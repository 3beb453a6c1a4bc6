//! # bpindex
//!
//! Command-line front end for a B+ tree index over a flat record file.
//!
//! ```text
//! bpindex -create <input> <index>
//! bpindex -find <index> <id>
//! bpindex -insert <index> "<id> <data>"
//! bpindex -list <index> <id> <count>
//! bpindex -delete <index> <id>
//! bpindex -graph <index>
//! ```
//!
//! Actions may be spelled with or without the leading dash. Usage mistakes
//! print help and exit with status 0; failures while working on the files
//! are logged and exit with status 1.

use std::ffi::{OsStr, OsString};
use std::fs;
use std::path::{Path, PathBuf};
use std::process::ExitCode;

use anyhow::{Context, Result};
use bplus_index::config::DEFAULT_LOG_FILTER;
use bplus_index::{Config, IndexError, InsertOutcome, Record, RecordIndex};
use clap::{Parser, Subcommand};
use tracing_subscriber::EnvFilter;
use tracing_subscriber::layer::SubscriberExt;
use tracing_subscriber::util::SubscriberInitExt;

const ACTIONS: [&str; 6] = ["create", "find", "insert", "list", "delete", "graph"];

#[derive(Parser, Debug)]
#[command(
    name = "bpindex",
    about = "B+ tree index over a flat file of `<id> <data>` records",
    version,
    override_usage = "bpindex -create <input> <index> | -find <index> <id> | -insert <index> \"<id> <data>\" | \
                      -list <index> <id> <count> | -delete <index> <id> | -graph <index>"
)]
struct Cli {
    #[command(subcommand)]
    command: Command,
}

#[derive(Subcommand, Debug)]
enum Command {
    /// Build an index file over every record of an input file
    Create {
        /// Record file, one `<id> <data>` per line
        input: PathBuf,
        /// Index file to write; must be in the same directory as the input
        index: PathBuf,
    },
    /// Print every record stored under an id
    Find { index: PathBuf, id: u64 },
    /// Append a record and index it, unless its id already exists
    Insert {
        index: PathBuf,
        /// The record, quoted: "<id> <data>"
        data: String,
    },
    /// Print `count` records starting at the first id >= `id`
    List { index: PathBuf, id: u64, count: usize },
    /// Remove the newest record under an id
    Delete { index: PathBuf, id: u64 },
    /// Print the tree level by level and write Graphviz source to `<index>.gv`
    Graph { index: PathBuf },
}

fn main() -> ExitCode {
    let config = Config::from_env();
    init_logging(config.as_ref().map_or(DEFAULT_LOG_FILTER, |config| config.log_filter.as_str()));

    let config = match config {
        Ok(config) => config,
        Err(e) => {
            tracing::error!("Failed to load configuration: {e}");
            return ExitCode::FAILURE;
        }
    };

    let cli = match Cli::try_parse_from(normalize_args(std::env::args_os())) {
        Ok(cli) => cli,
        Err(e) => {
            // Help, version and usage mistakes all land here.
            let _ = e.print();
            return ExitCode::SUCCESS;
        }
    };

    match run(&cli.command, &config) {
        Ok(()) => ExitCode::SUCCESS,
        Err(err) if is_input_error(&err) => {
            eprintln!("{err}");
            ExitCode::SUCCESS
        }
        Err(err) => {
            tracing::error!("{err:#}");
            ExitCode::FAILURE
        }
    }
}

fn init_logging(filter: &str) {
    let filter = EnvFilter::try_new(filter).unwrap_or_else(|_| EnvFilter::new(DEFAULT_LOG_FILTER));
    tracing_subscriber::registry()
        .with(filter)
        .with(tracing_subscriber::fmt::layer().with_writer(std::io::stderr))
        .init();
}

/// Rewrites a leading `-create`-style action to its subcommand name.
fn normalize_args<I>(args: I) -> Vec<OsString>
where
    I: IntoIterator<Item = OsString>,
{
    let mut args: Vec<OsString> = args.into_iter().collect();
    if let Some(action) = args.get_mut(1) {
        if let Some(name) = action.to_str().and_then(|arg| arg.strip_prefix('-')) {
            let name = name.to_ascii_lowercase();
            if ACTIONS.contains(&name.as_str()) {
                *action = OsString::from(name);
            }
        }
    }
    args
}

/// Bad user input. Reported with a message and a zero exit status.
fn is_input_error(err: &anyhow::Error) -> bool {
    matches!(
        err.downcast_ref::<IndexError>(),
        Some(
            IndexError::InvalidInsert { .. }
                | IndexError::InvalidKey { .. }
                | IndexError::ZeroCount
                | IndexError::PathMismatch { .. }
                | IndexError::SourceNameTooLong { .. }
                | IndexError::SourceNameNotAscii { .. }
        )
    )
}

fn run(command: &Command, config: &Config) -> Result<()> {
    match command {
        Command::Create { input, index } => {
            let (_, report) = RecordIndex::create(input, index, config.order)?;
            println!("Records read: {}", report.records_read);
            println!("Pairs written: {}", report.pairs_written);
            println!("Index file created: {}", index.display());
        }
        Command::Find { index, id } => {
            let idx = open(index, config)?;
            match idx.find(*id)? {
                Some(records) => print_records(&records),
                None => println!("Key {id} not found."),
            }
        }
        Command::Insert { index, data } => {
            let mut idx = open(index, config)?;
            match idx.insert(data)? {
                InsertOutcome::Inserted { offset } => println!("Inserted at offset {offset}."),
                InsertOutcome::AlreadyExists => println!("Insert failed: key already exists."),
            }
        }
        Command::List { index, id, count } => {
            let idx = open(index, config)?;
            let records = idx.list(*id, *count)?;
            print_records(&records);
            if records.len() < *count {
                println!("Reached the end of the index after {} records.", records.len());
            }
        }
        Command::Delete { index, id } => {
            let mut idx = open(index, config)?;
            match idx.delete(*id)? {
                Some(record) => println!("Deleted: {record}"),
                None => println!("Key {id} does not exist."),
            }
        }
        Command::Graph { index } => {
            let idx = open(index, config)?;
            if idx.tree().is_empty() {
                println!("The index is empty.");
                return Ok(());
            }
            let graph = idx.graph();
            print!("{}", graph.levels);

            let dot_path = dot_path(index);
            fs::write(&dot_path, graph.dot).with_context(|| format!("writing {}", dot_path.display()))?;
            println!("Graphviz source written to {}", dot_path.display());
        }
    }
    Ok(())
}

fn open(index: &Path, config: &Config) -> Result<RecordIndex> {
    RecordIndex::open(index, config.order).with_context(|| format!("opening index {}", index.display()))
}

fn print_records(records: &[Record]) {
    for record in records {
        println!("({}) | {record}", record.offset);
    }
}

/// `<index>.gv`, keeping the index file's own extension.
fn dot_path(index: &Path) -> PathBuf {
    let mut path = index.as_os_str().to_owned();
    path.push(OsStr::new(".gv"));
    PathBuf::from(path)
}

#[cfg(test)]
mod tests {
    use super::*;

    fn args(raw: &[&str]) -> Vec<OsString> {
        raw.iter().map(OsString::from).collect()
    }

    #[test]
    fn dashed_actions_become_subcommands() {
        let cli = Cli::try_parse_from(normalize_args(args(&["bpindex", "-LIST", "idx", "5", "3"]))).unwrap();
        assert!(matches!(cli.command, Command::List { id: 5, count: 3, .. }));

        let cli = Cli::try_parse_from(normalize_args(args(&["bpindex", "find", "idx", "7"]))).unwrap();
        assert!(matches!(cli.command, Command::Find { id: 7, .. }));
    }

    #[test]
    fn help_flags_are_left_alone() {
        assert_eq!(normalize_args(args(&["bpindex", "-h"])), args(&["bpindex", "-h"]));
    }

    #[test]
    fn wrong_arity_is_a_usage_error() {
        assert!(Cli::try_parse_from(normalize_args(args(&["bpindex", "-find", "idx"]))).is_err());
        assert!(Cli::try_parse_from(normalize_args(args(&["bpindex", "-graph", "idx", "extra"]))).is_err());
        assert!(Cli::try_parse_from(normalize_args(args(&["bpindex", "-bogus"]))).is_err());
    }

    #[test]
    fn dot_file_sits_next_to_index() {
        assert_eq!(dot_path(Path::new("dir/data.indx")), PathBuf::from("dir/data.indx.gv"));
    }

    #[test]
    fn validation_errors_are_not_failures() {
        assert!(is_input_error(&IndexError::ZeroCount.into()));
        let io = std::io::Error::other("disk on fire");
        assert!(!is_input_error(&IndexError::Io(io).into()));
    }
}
____________
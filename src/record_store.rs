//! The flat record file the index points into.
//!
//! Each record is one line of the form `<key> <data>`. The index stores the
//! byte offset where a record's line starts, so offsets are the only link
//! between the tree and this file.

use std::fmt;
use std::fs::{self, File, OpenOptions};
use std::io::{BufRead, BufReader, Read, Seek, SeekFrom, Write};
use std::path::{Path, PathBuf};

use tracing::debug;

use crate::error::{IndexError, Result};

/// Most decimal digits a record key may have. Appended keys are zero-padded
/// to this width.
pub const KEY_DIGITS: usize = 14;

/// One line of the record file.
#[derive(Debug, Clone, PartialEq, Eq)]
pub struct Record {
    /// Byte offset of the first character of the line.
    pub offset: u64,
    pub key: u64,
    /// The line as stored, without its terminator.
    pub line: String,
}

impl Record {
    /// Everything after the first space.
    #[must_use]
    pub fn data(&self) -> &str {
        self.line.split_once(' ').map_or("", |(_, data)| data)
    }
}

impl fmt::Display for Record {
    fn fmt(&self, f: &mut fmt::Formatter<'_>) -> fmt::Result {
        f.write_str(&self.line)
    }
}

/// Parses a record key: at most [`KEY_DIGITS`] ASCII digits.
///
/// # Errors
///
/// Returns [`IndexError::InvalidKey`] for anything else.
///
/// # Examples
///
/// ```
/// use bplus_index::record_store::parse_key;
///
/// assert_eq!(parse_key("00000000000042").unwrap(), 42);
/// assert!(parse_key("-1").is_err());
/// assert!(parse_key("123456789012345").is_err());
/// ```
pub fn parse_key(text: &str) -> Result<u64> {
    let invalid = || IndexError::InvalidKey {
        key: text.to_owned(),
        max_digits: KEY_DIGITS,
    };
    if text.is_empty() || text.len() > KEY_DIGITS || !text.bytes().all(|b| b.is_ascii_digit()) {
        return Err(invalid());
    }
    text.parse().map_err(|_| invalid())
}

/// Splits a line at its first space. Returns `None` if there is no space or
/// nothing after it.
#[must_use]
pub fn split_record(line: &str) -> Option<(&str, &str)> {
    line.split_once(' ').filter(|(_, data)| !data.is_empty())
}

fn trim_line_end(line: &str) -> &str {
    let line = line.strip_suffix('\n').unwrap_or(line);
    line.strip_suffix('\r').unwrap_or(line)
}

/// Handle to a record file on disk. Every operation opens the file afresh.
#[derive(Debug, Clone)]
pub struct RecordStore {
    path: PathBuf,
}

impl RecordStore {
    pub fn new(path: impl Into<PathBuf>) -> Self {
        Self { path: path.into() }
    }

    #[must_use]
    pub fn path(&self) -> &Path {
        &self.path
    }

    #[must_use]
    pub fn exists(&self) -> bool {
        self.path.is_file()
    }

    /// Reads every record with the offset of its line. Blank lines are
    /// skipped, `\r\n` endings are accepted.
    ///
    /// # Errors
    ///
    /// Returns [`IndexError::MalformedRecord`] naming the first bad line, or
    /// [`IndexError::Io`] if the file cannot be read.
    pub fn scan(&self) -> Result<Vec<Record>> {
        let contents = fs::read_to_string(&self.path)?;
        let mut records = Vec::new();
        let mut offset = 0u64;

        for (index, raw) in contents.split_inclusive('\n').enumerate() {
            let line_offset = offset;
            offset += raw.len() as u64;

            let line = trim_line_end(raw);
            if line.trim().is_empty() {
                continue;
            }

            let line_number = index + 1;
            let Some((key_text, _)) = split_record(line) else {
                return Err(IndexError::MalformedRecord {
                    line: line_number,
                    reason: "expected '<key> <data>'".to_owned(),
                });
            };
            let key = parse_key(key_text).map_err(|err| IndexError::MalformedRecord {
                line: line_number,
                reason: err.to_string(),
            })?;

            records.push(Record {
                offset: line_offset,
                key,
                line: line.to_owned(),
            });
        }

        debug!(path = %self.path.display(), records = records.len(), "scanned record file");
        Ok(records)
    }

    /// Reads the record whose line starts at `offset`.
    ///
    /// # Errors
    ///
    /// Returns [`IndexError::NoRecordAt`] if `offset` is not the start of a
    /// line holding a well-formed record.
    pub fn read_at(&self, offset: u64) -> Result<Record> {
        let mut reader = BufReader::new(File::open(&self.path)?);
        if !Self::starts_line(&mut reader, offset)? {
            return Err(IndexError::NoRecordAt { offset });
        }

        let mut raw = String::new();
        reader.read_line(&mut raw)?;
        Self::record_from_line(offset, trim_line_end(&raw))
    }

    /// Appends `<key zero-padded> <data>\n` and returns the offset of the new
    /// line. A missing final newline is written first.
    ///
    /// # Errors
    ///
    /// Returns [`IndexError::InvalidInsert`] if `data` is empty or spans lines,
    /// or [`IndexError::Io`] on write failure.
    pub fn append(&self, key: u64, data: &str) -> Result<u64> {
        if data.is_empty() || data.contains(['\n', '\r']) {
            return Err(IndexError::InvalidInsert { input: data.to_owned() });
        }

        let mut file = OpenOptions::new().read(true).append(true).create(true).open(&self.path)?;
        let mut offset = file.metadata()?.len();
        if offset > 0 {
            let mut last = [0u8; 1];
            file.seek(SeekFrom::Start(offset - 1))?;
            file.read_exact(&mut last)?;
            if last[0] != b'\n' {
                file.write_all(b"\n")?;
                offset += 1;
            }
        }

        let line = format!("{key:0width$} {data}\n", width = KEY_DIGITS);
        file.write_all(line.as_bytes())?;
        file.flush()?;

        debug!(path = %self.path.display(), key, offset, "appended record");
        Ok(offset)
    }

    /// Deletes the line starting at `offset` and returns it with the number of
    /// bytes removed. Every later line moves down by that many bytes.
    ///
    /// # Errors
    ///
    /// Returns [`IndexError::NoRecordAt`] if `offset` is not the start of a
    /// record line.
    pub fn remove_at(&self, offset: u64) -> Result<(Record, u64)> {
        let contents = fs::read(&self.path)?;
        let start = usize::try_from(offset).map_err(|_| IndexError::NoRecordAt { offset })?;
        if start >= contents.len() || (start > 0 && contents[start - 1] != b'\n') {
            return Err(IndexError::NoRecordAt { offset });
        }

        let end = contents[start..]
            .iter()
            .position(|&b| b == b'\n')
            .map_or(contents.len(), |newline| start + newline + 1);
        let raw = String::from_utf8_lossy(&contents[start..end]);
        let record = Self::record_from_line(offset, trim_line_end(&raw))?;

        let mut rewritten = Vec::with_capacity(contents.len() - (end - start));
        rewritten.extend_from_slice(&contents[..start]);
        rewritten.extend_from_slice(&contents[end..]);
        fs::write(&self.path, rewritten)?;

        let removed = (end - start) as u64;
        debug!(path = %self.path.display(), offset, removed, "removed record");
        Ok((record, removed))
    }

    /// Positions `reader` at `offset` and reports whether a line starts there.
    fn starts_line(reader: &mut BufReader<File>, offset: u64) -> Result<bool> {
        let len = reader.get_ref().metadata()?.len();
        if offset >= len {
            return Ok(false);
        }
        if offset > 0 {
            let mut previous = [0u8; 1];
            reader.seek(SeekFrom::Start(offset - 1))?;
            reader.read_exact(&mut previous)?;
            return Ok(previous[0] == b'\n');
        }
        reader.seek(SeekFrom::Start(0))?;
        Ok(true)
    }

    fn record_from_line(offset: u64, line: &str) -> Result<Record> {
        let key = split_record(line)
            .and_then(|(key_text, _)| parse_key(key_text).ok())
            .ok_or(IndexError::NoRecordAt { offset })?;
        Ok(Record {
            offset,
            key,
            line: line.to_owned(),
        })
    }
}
____________
--- The task ---
Take the entries above and return only the lines from the one with "repository 3beb453a6c1a4bc6" to the one with "use tracing_subscriber::util::SubscriberInitExt;", both included, unchanged.

--- Written response ---
repository 3beb453a6c1a4bc6
//! # bpindex
//!
//! Command-line front end for a B+ tree index over a flat record file.
//!
//! ```text
//! bpindex -create <input> <index>
//! bpindex -find <index> <id>
//! bpindex -insert <index> "<id> <data>"
//! bpindex -list <index> <id> <count>
//! bpindex -delete <index> <id>
//! bpindex -graph <index>
//! ```
//!
//! Actions may be spelled with or without the leading dash. Usage mistakes
//! print help and exit with status 0; failures while working on the files
//! are logged and exit with status 1.

use std::ffi::{OsStr, OsString};
use std::fs;
use std::path::{Path, PathBuf};
use std::process::ExitCode;

use anyhow::{Context, Result};
use bplus_index::config::DEFAULT_LOG_FILTER;
use bplus_index::{Config, IndexError, InsertOutcome, Record, RecordIndex};
use clap::{Parser, Subcommand};
use tracing_subscriber::EnvFilter;
use tracing_subscriber::layer::SubscriberExt;
use tracing_subscriber::util::SubscriberInitExt;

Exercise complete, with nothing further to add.